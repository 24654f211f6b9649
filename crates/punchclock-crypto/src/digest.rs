//! SHA-256 digests for the attendance hash chain.
//!
//! Records are hashed over a canonical JSON rendering: object keys sorted,
//! no insignificant whitespace. `serde_json::Value` keeps objects in a
//! `BTreeMap` unless `preserve_order` is enabled, so going through `Value`
//! gives sorted keys for free.

use serde::Serialize;
use sha2::{Digest, Sha256};

use crate::error::CryptoError;

/// Lowercase hex SHA-256 of `data`.
pub fn sha256_hex(data: &[u8]) -> String {
    hex::encode(Sha256::digest(data))
}

/// Canonical JSON bytes of `value`.
pub fn canonical_json<T: Serialize>(value: &T) -> Result<Vec<u8>, CryptoError> {
    let value =
        serde_json::to_value(value).map_err(|e| CryptoError::SerializationError(e.to_string()))?;
    serde_json::to_vec(&value).map_err(|e| CryptoError::SerializationError(e.to_string()))
}

/// Hex SHA-256 over the canonical JSON of `value`.
pub fn canonical_digest<T: Serialize>(value: &T) -> Result<String, CryptoError> {
    Ok(sha256_hex(&canonical_json(value)?))
}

### ASSIGNMENT:
Go through the listing and copy each line exactly.

### WRITTEN ANSWER:
repository 24654f211f6b9649
filename crates/punchclock-crypto/src/digest.rs
//! SHA-256 digests for the attendance hash chain.
//!
//! Records are hashed over a canonical JSON rendering: object keys sorted,
//! no insignificant whitespace. `serde_json::Value` keeps objects in a
//! `BTreeMap` unless `preserve_order` is enabled, so going through `Value`
//! gives sorted keys for free.

use serde::Serialize;
use sha2::{Digest, Sha256};

use crate::error::CryptoError;

/// Lowercase hex SHA-256 of `data`.
pub fn sha256_hex(data: &[u8]) -> String {
    hex::encode(Sha256::digest(data))
}

/// Canonical JSON bytes of `value`.
pub fn canonical_json<T: Serialize>(value: &T) -> Result<Vec<u8>, CryptoError> {
    let value =
        serde_json::to_value(value).map_err(|e| CryptoError::SerializationError(e.to_string()))?;
    serde_json::to_vec(&value).map_err(|e| CryptoError::SerializationError(e.to_string()))
}

/// Hex SHA-256 over the canonical JSON of `value`.
pub fn canonical_digest<T: Serialize>(value: &T) -> Result<String, CryptoError> {
    Ok(sha256_hex(&canonical_json(value)?))
}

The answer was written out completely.